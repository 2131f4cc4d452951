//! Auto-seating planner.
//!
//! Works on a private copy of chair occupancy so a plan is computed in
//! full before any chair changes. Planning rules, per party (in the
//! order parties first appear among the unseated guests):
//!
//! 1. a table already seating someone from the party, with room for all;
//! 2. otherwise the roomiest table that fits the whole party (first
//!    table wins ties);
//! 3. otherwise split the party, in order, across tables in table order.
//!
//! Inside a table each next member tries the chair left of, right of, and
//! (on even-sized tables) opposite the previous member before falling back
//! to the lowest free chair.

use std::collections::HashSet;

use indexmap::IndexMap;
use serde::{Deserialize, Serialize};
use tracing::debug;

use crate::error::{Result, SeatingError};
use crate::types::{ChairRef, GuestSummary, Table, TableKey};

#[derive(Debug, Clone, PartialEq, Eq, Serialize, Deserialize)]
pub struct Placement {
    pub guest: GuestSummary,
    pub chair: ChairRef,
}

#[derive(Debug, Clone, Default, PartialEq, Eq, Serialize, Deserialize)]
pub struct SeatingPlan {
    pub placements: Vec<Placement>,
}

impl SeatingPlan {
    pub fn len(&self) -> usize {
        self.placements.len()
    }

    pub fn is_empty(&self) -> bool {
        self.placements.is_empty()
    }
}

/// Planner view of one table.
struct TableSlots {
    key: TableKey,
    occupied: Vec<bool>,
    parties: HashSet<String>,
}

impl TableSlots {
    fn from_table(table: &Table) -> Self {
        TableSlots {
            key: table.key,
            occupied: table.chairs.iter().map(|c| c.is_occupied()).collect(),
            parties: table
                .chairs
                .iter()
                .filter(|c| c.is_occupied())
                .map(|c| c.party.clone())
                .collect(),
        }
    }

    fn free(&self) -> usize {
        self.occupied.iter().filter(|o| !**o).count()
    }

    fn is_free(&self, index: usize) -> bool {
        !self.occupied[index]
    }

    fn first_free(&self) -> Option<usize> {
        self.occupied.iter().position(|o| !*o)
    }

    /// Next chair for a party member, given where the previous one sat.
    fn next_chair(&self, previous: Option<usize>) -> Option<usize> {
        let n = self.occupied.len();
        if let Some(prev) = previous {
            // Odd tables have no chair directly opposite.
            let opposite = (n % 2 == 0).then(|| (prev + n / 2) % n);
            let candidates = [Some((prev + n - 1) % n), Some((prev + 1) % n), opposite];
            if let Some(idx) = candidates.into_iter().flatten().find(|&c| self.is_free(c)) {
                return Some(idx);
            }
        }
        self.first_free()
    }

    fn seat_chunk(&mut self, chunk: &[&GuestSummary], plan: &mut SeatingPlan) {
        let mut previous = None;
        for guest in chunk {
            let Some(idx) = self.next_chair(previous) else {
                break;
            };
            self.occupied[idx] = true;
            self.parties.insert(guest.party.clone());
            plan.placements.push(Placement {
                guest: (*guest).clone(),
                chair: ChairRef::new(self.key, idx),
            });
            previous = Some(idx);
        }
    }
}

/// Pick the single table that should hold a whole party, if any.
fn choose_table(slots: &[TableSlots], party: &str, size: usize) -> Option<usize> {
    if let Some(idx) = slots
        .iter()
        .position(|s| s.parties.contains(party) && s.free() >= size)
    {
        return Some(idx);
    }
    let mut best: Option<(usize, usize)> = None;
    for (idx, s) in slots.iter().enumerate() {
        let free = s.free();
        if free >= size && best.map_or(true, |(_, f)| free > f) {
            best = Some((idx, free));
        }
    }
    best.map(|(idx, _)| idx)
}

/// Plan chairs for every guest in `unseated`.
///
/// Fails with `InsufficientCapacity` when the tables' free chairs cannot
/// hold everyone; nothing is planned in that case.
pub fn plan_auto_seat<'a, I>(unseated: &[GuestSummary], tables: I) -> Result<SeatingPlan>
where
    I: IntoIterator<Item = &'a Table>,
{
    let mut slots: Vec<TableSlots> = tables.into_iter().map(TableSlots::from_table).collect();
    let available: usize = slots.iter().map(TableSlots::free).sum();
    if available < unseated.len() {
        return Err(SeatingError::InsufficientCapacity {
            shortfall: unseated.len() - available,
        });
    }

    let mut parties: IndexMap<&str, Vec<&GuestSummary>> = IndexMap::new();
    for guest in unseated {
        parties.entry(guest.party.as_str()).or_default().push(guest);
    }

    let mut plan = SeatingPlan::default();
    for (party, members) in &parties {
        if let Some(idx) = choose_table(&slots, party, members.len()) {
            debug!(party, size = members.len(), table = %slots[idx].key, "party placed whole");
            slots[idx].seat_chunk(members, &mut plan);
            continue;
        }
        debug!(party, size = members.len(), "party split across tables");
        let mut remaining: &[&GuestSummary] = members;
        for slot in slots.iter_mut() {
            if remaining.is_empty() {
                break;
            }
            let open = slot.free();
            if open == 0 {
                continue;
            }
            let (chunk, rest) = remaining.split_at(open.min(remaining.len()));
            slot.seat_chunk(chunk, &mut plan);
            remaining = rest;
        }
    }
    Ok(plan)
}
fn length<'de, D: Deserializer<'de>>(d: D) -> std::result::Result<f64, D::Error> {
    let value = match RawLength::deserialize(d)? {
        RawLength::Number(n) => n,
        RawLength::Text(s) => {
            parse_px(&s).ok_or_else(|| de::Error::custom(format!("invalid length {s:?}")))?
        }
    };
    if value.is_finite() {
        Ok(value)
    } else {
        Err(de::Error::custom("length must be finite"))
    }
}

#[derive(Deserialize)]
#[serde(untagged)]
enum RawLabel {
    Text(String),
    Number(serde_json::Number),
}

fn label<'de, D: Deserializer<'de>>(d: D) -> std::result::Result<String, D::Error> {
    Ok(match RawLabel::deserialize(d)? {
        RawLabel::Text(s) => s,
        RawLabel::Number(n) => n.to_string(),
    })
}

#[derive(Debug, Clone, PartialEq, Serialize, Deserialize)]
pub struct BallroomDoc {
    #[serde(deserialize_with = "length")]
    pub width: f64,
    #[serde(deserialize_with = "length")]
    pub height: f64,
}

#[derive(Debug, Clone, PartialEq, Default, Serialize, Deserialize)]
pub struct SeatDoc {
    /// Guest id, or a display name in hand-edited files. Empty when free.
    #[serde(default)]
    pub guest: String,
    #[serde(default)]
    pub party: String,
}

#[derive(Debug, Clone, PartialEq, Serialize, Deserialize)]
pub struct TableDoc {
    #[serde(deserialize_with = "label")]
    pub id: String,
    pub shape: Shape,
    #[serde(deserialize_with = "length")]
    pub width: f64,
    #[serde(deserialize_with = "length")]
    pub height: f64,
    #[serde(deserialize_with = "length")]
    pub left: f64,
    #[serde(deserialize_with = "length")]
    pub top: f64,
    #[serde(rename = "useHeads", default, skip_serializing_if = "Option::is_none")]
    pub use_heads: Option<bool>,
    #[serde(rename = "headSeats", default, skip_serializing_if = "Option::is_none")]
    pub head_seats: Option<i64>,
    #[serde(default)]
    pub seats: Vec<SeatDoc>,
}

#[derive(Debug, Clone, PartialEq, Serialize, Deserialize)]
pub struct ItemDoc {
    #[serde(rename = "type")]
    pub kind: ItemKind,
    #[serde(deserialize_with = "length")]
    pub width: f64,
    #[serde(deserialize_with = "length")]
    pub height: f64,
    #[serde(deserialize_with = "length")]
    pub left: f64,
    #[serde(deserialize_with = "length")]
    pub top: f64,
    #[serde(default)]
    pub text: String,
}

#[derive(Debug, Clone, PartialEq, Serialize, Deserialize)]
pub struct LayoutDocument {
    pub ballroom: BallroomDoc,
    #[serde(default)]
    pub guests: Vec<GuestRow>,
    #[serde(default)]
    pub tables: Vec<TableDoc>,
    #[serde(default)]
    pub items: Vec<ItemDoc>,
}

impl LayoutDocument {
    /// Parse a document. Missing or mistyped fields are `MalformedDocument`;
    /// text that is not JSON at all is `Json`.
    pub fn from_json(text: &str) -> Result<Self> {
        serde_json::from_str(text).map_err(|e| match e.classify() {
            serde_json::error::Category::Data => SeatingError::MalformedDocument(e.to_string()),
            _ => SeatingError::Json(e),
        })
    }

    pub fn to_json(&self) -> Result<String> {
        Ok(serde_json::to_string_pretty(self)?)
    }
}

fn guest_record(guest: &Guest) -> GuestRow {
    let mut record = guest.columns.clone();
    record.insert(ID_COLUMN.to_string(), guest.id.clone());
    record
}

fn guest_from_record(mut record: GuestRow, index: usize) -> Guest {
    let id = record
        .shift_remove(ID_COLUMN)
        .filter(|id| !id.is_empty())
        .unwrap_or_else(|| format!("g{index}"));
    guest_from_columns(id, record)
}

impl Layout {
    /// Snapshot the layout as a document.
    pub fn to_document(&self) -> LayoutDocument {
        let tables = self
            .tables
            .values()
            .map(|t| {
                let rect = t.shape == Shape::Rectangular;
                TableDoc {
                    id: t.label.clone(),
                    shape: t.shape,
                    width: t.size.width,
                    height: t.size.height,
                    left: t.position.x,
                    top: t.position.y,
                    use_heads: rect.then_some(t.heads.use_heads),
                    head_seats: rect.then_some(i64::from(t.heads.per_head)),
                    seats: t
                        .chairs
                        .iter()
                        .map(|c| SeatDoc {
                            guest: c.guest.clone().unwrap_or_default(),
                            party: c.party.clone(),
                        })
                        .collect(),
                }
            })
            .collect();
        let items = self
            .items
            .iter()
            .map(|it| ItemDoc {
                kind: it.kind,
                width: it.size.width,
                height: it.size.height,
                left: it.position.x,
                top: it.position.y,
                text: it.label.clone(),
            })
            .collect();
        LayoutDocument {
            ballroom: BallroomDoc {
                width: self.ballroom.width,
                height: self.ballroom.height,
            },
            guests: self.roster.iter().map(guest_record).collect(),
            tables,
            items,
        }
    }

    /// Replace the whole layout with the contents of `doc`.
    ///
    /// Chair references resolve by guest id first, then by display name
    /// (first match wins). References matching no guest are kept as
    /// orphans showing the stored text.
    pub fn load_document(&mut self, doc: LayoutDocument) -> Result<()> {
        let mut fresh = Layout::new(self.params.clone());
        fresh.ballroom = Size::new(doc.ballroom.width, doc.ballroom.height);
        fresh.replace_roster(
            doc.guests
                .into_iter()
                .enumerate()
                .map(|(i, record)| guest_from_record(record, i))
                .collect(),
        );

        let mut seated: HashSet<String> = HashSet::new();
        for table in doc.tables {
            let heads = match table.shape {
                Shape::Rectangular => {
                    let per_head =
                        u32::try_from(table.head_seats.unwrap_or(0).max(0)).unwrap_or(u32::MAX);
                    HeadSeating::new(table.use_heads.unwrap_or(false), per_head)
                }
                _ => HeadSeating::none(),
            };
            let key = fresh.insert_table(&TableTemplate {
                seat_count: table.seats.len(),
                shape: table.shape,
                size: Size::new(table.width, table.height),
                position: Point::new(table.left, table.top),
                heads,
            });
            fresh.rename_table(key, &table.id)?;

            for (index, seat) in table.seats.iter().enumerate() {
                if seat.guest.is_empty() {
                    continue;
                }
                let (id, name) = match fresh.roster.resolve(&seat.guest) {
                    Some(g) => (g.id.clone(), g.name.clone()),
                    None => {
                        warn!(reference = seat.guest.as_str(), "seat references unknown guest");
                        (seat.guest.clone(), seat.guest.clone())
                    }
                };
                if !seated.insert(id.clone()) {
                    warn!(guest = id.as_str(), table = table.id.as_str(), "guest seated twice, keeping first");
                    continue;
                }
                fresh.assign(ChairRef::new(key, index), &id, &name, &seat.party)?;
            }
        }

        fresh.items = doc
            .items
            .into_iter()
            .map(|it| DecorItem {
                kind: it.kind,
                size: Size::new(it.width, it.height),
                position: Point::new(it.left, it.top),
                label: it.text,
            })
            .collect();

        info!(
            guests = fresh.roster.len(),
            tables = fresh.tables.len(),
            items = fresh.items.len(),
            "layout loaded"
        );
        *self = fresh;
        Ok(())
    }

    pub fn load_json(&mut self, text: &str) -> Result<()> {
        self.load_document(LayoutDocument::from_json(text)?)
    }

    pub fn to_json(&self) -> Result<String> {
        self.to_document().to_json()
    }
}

+++

Only lines with the word "push" are wanted; pull each of them from the records.

TASK ANSWER >>
            plan.placements.push(Placement {
        parties.entry(guest.party.as_str()).or_default().push(guest);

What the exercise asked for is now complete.